== INFORMATION ==

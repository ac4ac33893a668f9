//! Every result agrees with itself: failures carry errors, successes
//! carry none.

use animbatch_engine::{export_item, ExportContext};
use animbatch_model::{ExportItem, ExportResult, FbxExportOptions, ItemKind};
use animbatch_scene::MemoryScene;
use animbatch_tests::fixtures::{add_shot_camera, hero_face_rig, Workspace};

fn assert_consistent(result: &ExportResult, label: &str) {
    assert_eq!(
        result.success,
        result.errors.is_empty(),
        "{}: success={} errors={:?}",
        label,
        result.success,
        result.errors
    );
    if !result.success {
        assert!(!result.first_error().unwrap_or_default().is_empty(), "{}", label);
        assert_eq!(result.status_message(), result.errors[0], "{}", label);
    }
}

fn scene() -> MemoryScene {
    let mut rig = hero_face_rig();
    add_shot_camera(&mut rig.scene, "shotCam");
    rig.scene
}

fn items() -> Vec<ExportItem> {
    let mut combo = ExportItem::new(ItemKind::SkeletonBlendShape, "|hero:pelvis", "hero (+BS)");
    combo.bs_meshes = vec!["|hero:body".to_string()];
    combo.bs_weight_attrs = vec!["hero:faceBS.Smile".to_string()];
    vec![
        ExportItem::new(ItemKind::Camera, "|shotCam", "shotCam"),
        ExportItem::new(ItemKind::Skeleton, "|hero:pelvis", "hero"),
        ExportItem::new(ItemKind::BlendShape, "|hero:body", "hero (body)"),
        combo,
        ExportItem::new(ItemKind::Camera, "|ghostCam", "ghost"),
        ExportItem::new(ItemKind::Skeleton, "|ghost:root", "ghost"),
        ExportItem::new(ItemKind::BlendShape, "|shotCam", "not a mesh"),
    ]
}

const FAULTS: [&str; 7] = [
    "none",
    "exporter missing",
    "export fails",
    "export panics",
    "duplicate fails",
    "undo fails",
    "constraints fail",
];

fn arm(scene: &mut MemoryScene, fault: &str) {
    let faults = scene.faults_mut();
    match fault {
        "exporter missing" => faults.exporter_missing = true,
        "export fails" => faults.fail_export = true,
        "export panics" => faults.panic_on_export = true,
        "duplicate fails" => faults.fail_duplicate = true,
        "undo fails" => faults.fail_undo = true,
        "constraints fail" => {
            faults.fail_parent_constraint = true;
            faults.fail_orient_constraint = true;
        }
        _ => {}
    }
}

#[test]
fn test_every_pipeline_under_every_fault() {
    let ws = Workspace::new();
    let ctx: ExportContext = ws.ctx(1, 10);
    let mut seen_success = 0;
    let mut seen_failure = 0;

    for fault in FAULTS {
        for (i, item) in items().iter().enumerate() {
            let mut scene = scene();
            arm(&mut scene, fault);
            let out = ws.file(&format!("item_{}.fbx", i));
            let result = export_item(&mut scene, item, &out, &FbxExportOptions::default(), &ctx);
            assert_consistent(&result, &format!("{} / {} {}", fault, item.kind, item.node));
            if result.success {
                seen_success += 1;
            } else {
                seen_failure += 1;
            }
        }
    }
    assert!(seen_success > 0);
    assert!(seen_failure > 0);
}

#[test]
fn test_missing_exporter_fails_before_touching_the_scene() {
    let ws = Workspace::new();
    for item in items() {
        let mut scene = scene();
        scene.faults_mut().exporter_missing = true;
        let before = scene.node_names();
        let result = export_item(
            &mut scene,
            &item,
            &ws.file("x.fbx"),
            &FbxExportOptions::default(),
            &ws.ctx(1, 10),
        );
        assert!(!result.success);
        assert_eq!(result.first_error(), Some("FBX exporter plugin load failed"));
        assert_eq!(scene.node_names(), before);
    }
}

#[test]
fn test_failure_helper_always_records_the_reason() {
    let result = ExportResult::failure("out.fbx", vec!["careful".to_string()], "boom");
    assert_consistent(&result, "failure helper");
    assert_eq!(result.warnings, vec!["careful"]);
}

===

**TASK DESCRIPTION**
Work out the count of lines in the data above containing the string "pelvis". Give it alone.

**ANSWER TO THE EXERCISE**
2